The issue we have found in the last two upgrades is that while the
penultimate node is shutting down the master starts throwing errors and the
cluster goes red. To fix this we've stopped the Elastic Search process on
master and have had to restart each of the other nodes (though perhaps they
would have rebalanced themselves in a longer time period?).

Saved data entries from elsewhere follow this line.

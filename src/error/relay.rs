//! Ошибки ядра ретранслятора.
//!
//! Таксономия повторяет то, как ретранслятор реагирует на сбой:
//! - [`ConnectionError`] — брокер недоступен. При подписке фатально, при
//!   публикации повторяется.
//! - [`SubscriptionError`] — ошибка регистрации слушателя, не повторяется.
//! - [`PayloadExtractionError`] — сообщение нельзя превратить в текст;
//!   фиксируется в логе и метрике, но не засчитывается как получение.
//! - [`RelayError`] — верхнеуровневая ошибка для вызывающего кода.

use std::str::Utf8Error;

use thiserror::Error;

/// Брокер недоступен или отказал в операции.
#[derive(Debug, Clone, PartialEq, Eq, Error)]
pub enum ConnectionError {
    #[error("broker connection is closed")]
    Closed,

    #[error("broker unreachable: {reason}")]
    Unreachable { reason: String },

    #[error("invalid channel pattern '{pattern}': {reason}")]
    InvalidPattern { pattern: String, reason: String },
}

/// Ошибка регистрации подписки в [`SubscriptionManager`].
///
/// [`SubscriptionManager`]: crate::relay::SubscriptionManager
#[derive(Debug, Clone, PartialEq, Eq, Error)]
pub enum SubscriptionError {
    #[error("listener '{listener}' is already subscribed to '{pattern}'")]
    Duplicate { pattern: String, listener: String },

    #[error("subscription manager is stopped")]
    Stopped,

    #[error("subscribe failed: {0}")]
    Connection(#[from] ConnectionError),
}

/// Доставленное событие не удалось превратить в текстовый payload.
#[derive(Debug, Clone, PartialEq, Eq, Error)]
pub enum PayloadExtractionError {
    #[error("payload on channel '{channel}' is not valid UTF-8: {source}")]
    InvalidUtf8 {
        channel: String,
        #[source]
        source: Utf8Error,
    },
}

/// Верхнеуровневая ошибка ретранслятора.
#[derive(Debug, Error)]
pub enum RelayError {
    #[error(transparent)]
    Connection(#[from] ConnectionError),

    #[error(transparent)]
    Subscription(#[from] SubscriptionError),

    #[error(transparent)]
    Payload(#[from] PayloadExtractionError),

    #[error("publish failed {attempts} times in a row, last error: {last}")]
    RetriesExhausted {
        attempts: u32,
        last: ConnectionError,
    },
}

impl RelayError {
    /// Код завершения процесса для фатальной ошибки.
    pub fn exit_code(&self) -> u8 {
        1
    }
}

#[cfg(test)]
mod tests {
    use super::*;

    #[test]
    fn test_duplicate_display_names_binding() {
        let err = SubscriptionError::Duplicate {
            pattern: "chat".into(),
            listener: "receiver".into(),
        };
        assert_eq!(
            err.to_string(),
            "listener 'receiver' is already subscribed to 'chat'"
        );
    }

    #[test]
    fn test_connection_error_converts_into_subscription_error() {
        let err: SubscriptionError = ConnectionError::Closed.into();
        assert_eq!(err, SubscriptionError::Connection(ConnectionError::Closed));
    }

    #[test]
    fn test_retries_exhausted_display() {
        let err = RelayError::RetriesExhausted {
            attempts: 3,
            last: ConnectionError::Unreachable {
                reason: "refused".into(),
            },
        };
        assert_eq!(
            err.to_string(),
            "publish failed 3 times in a row, last error: broker unreachable: refused"
        );
        assert_eq!(err.exit_code(), 1);
    }

    #[test]
    fn test_payload_error_keeps_source() {
        let bytes = [0xffu8, 0xfe];
        let source = std::str::from_utf8(&bytes).unwrap_err();
        let err = PayloadExtractionError::InvalidUtf8 {
            channel: "chat".into(),
            source,
        };
        assert!(std::error::Error::source(&err).is_some());
        assert!(err.to_string().starts_with("payload on channel 'chat'"));
    }
}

We find that we
send an increase error response to our clients during this time.
We've set out queue size for search to 300 and we start to see the queue
gets full:
at java.lang.Thread.run(Thread.java:724)
2014-01-07 15:58:55,508 DEBUG action.search.type [Matt Murdock]
[92036651] Failed to execute fetch phase
org.elasticsearch.common.util.concurrent.EsRejectedExecutionException:
rejected execution (queue capacity 300) on
org.elasticsearch.action.search.type.TransportSearchQueryThenFetchAction$AsyncAction$2@23f1bc3
at
org.elasticsearch.common.util.concurrent.EsAbortPolicy.rejectedExecution(EsAbortPolicy.java:61)
at
java.util.concurrent.ThreadPoolExecutor.reject(ThreadPoolExecutor.java:821)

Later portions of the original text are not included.